Aims: RET-mutations occur in ~60% of MTC and RET-fusions in ~10-20% of PTC patients1,2. Given limited research into MTC and PTC in Australia, this study describes RET-alteration testing and treatment patterns for these patients in Australia.
Methods: Data were drawn from the Adelphi Real World Thyroid Cancer Disease Specific Programme™, a cross-sectional retrospective survey of physicians and their patients, conducted between September 2021 – February 2022. Medical records were descriptively analysed for physicians’ next five presenting advanced thyroid cancer patients.
Results: Data from 22 of 30 targeted Australian physicians were collected. Physicians abstracted medical records for 28 MTC and 81 PTC patients. 50 (45-65) and 50 (38-65) years for MTC and PTC, respectively.

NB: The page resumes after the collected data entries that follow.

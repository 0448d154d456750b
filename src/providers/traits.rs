use async_trait::async_trait;
use tokio::sync::mpsc;

use super::types::{ChatRequest, ChatResponse, ProviderError, StreamEvent};
use crate::models::ProviderId;

#[async_trait]
pub trait AiProvider: Send + Sync {
    fn provider_id(&self) -> ProviderId;

    async fn send_message(&self, request: ChatRequest) -> Result<ChatResponse, ProviderError>;

    /// Stream a reply into `tx`. Errors that happen before the first byte of
    /// the body are returned; errors after that are sent as
    /// `StreamEvent::Error`. Returns early once `tx` is closed.
    async fn stream_message(
        &self,
        request: ChatRequest,
        tx: mpsc::Sender<StreamEvent>,
    ) -> Result<(), ProviderError>;
}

89% (n=25) of MTC and 5% (n=4) of PTC patients were tested for RET mutation and RET fusion respectively. Of RET mutation-tested MTC patients, 68% were tested using Next-Generation Sequencing (NGS), 28% using Polymerase Chain Reaction; the rest were unknown. 52% of tested MTC patients were RET-mutation-positive. Three RET fusion-tested PTC patients were tested with FISH, one with NGS. All RET fusion-tested PTC patients were RET-fusion negative.
First line (1L) advanced systemic treatment was commonly managed by medical oncologists for MTC (72%) and endocrinologists or medical oncologists (36%, 34%) for PTC patients. 75% of MTC and 83% of PTC patients underwent surgery for advanced disease. At the time of data collection, 36% of MTC and 28% of PTC patients had received or were receiving 1L drug treatment; 40% of MTC patients received cabozantinib and 78% of PTC patients received lenvatinib.
Conclusion: Although most MTC patients were tested for RET mutation, PTC patients were rarely tested for RET fusion. As RET-targeted therapies could soon become available in Australia, testing must occur to identify patients who are likely to clinically benefit from them.